About this task
Pull out of the data below the stretch of lines bounded by the one containing "filename crates/strata/src/memory/types.rs" and the one containing "a memory item", both bounds included, unchanged.

Provided data
━━━

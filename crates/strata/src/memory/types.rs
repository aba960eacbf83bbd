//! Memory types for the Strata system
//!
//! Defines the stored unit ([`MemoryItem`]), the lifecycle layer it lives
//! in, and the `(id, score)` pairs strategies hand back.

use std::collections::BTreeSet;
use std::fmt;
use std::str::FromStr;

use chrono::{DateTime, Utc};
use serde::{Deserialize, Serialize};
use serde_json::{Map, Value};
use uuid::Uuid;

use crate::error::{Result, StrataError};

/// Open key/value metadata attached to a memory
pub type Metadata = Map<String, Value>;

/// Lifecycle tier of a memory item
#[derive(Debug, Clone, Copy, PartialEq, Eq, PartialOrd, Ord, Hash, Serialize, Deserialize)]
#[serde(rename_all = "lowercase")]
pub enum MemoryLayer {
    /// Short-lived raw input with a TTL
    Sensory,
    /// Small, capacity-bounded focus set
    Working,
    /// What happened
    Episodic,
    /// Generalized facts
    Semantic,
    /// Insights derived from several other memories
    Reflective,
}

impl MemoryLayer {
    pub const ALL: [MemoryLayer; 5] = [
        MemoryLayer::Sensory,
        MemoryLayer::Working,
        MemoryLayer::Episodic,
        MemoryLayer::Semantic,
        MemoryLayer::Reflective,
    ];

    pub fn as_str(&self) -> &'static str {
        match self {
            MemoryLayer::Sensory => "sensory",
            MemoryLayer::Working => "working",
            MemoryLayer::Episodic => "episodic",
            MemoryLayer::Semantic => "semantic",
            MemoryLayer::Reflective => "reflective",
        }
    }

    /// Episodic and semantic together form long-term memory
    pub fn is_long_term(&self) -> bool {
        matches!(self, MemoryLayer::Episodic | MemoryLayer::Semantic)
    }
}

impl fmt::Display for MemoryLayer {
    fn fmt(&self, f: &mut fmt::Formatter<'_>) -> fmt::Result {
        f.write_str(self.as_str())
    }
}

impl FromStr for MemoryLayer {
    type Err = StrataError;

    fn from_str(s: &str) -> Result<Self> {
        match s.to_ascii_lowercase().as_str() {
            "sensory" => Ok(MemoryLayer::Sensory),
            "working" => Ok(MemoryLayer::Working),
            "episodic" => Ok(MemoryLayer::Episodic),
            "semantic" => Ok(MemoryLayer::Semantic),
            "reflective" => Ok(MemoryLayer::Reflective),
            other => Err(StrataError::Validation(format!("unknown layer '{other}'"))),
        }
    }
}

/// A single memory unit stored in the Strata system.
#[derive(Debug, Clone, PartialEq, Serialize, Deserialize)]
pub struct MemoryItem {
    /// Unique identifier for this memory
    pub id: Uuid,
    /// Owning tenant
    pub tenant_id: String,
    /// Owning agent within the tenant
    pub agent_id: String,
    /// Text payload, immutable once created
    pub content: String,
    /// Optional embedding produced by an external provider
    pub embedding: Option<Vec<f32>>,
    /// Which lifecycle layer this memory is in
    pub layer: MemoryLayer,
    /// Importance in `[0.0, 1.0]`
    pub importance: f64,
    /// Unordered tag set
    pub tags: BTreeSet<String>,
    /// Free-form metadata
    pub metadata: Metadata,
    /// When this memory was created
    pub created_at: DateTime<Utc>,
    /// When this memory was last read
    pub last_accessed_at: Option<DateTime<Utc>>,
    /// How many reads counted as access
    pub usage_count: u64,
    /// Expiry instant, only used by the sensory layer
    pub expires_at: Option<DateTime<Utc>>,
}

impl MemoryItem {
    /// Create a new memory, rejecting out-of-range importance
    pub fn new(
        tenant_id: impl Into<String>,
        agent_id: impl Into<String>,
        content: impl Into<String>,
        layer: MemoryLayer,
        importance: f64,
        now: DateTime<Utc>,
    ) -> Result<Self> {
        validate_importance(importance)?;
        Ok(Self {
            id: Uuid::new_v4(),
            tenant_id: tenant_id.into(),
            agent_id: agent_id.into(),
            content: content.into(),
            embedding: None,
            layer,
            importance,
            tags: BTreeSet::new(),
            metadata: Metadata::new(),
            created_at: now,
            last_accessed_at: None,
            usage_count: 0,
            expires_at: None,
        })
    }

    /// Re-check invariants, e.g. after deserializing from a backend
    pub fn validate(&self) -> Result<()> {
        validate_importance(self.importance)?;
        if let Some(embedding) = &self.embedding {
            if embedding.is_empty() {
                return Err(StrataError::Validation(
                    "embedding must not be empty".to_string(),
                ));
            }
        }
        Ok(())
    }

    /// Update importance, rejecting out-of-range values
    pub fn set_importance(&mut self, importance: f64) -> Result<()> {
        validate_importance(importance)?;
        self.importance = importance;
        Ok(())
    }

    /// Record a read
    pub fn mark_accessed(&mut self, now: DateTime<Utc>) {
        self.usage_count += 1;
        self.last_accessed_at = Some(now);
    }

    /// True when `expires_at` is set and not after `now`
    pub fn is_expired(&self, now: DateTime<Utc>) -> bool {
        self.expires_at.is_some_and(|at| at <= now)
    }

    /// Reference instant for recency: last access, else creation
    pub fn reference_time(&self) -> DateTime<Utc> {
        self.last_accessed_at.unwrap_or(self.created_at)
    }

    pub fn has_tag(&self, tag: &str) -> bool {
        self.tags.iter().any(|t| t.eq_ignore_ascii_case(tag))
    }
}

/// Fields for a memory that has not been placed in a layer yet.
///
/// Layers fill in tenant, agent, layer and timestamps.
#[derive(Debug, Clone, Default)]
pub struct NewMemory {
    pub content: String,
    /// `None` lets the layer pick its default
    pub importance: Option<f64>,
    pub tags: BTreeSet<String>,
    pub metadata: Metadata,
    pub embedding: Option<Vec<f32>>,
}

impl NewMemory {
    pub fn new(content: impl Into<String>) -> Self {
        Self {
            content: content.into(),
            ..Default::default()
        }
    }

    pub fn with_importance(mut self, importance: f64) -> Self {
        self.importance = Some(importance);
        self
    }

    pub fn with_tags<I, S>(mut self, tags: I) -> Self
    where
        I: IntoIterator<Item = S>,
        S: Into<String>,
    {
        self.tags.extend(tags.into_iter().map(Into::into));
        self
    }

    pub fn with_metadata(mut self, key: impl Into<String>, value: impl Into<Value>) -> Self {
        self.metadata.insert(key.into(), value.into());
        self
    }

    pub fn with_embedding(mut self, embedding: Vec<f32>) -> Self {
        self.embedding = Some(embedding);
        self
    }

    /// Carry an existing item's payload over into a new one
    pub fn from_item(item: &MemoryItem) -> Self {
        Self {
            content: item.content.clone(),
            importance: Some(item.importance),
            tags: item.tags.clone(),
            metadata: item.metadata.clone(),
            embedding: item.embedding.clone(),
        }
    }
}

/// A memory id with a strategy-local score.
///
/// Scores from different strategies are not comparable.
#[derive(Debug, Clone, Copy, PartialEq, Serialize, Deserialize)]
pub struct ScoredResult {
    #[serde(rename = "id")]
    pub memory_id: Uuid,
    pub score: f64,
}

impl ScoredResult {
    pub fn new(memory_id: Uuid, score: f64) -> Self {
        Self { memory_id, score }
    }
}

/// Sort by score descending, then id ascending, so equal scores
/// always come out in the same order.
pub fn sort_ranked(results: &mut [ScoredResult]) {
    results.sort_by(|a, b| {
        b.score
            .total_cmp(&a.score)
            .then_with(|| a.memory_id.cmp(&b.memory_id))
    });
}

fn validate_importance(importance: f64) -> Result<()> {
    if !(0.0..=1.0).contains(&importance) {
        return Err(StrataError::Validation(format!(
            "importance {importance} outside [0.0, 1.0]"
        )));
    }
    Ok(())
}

━━━

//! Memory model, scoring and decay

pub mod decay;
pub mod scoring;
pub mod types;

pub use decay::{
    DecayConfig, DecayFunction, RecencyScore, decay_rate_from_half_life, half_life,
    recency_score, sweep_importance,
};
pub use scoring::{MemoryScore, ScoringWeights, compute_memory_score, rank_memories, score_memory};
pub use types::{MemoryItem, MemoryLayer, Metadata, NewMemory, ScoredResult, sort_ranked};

━━━

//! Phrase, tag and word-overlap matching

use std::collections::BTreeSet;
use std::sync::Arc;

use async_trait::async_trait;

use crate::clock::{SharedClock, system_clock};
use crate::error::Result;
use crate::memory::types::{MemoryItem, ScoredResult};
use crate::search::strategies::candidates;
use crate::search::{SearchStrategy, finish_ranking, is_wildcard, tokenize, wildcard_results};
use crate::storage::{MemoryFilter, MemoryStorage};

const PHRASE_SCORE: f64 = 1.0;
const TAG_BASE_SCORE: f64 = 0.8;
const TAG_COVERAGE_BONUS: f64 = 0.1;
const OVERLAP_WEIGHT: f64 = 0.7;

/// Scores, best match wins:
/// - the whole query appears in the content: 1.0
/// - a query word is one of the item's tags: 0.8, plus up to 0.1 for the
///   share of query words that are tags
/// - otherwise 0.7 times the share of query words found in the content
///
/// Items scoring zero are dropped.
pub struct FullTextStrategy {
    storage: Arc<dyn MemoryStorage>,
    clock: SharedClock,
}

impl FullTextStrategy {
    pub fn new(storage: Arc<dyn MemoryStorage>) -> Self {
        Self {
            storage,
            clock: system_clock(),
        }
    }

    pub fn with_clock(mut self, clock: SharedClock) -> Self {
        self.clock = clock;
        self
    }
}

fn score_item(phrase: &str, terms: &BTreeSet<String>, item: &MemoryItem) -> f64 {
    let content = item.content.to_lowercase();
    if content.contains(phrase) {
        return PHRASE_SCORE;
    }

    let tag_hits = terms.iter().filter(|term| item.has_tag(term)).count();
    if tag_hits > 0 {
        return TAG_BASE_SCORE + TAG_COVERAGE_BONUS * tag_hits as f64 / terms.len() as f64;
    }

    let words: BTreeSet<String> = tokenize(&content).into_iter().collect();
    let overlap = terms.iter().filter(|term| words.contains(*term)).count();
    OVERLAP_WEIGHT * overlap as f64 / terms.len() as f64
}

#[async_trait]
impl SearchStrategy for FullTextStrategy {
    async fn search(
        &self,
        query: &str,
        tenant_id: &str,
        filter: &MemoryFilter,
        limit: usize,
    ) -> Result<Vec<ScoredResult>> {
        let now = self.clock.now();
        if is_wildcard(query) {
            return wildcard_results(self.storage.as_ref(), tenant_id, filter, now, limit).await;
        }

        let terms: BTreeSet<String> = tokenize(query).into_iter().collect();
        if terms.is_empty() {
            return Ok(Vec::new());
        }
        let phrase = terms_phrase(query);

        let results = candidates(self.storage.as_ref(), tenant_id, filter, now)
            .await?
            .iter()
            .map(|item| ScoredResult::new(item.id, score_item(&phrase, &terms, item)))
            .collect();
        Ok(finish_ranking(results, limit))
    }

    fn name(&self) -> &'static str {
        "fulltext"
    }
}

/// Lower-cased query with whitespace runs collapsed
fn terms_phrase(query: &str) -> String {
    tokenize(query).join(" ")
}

━━━

Task response
filename crates/strata/src/memory/types.rs
repository aba960eacbf83bbd
//! Memory types for the Strata system
//!
//! Defines the stored unit ([`MemoryItem`]), the lifecycle layer it lives
//! in, and the `(id, score)` pairs strategies hand back.

use std::collections::BTreeSet;
use std::fmt;
use std::str::FromStr;

use chrono::{DateTime, Utc};
use serde::{Deserialize, Serialize};
use serde_json::{Map, Value};
use uuid::Uuid;

use crate::error::{Result, StrataError};

/// Open key/value metadata attached to a memory
pub type Metadata = Map<String, Value>;

/// Lifecycle tier of a memory item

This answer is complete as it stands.